The house paintings often focused on border or threshold spaces—gates, windows and porches that bridge inside and outside, public and private, and senses of beauty, threat or chaos. Such spaces enable Dalton Brown to explore different textures (e.g., architecture vs. foliage), hard and soft forms, and how plays of light (in shadows, reflections or on actual forms) can reveal objects in multiple ways. Beginning in the latter 1980s, she introduced a new intensity to this work—both coloristically and compositionally—that celebrated the vibrancy and unruliness of nature. These works depicted both northern and sun-drenched, semi-tropical settings and often featured dappled foliage, intricate patterns of shadow, reflections and pools, and brightly colored walls (e.g., Tropical Shadows, 1988; Pool: Tropical Reflection, 1989; Dappled Pink, 1992).

Alice Dalton Brown, Autumn Reverie, oil on linen, 75" x 107", 1998.

==="Summer Breeze" and water series (1995– )===
In the mid-1990s, Dalton Brown shifted her perspective, with scenes from inside houses looking out, most characteristically with through open windows whose diaphanous, windblown curtains enlivened otherwise still, bare rooms with an implied human presence. Paintings with lake scenes, such as Summer Breeze (1995), Blues Come Through. (1999) and Whisper (2001), emphasized an active play of light, shadow and geometry on curtains, walls, floors and water through reflection, refraction and distortion.

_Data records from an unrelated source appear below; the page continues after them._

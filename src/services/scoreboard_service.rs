//! Service helpers that expose read-only projections of the scoreboard.

use std::sync::Arc;

use crate::{
    dao::{
        models::{PointEntity, RoundEntity, ScoreEntity, TeamEntity},
        score_store::ScoreStore,
    },
    dto::scoreboard::{LedgerEntry, RoundSummary, ScoresResponse, TeamsAndRoundsResponse},
    error::ServiceError,
    services::aggregation,
    state::SharedState,
};

/// Everything the aggregation views need, fetched in one place.
pub(crate) struct BoardData {
    pub rounds: Vec<RoundEntity>,
    pub teams: Vec<TeamEntity>,
    pub scores: Vec<ScoreEntity>,
    pub points: Vec<PointEntity>,
}

pub(crate) async fn fetch_board_data(
    store: &Arc<dyn ScoreStore>,
) -> Result<BoardData, ServiceError> {
    Ok(BoardData {
        rounds: store.list_rounds().await?,
        teams: store.list_teams().await?,
        scores: store.list_scores().await?,
        points: store.list_points().await?,
    })
}

/// Return the full snapshot used to hydrate a freshly connecting viewer.
pub async fn scores_snapshot(state: &SharedState) -> Result<ScoresResponse, ServiceError> {
    let store = state.require_score_store().await?;
    let data = fetch_board_data(&store).await?;
    Ok(aggregation::snapshot(
        &data.rounds,
        &data.teams,
        &data.scores,
        &data.points,
    ))
}

/// Return all rounds and teams, hidden teams included, for the admin panel.
pub async fn teams_and_rounds(state: &SharedState) -> Result<TeamsAndRoundsResponse, ServiceError> {
    let store = state.require_score_store().await?;

    let mut rounds = store.list_rounds().await?;
    rounds.sort_by(|a, b| a.position.cmp(&b.position).then_with(|| a.name.cmp(&b.name)));

    let mut teams = store.list_teams().await?;
    teams.sort_by(|a, b| a.name.cmp(&b.name));

    Ok(TeamsAndRoundsResponse {
        rounds: rounds.into_iter().map(RoundSummary::from).collect(),
        teams: teams.into_iter().map(Into::into).collect(),
    })
}

/// Return the audit ledger of every point entry, newest first.
pub async fn point_ledger(state: &SharedState) -> Result<Vec<LedgerEntry>, ServiceError> {
    let store = state.require_score_store().await?;
    let data = fetch_board_data(&store).await?;
    Ok(aggregation::ledger(
        &data.rounds,
        &data.teams,
        &data.scores,
        &data.points,
    ))
}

Art in America critic Gerrit Henry described them as works of eternal summer, "crystal clear in their psychological pantheism" with "a glistening apprehension of sun and weather" and an eye for the extraordinary amid the everyday. With works such as the elegiac Autumn Reverie (1998), Dalton Brown's emphasis shifted to the house's architecture and the varying visual effects created by windows, in that case within an elaborately conjoined triptych-like structure of transitional passage consisting of porch, doorway and interior.

In later, blue-dominated paintings of the sea, Dalton Brown often placed viewers right over the water in otherworldly compositions that excluded any framing devices, grounded only by barely present kite- or sail-like curtains (e.g., Nor Earth nor Boundless Sea, 2011). Her exhibition, "Nocturnes and Diurnes" (Fischbach, 2010), featured twelve paintings of shimmering waves that captured moments moving from morning to night. In a 2014 essay, art historian Maryan Ainsworth compared the effects of Dalton Brown's water paintings to the carefully constructed compositions and invented worlds of Dutch Old Master painters in terms of observational acuity, process and effects; she described the complex, opposing emotional responses they evoked— both liberation and loss of security—as moments "eternally there and eternally changing."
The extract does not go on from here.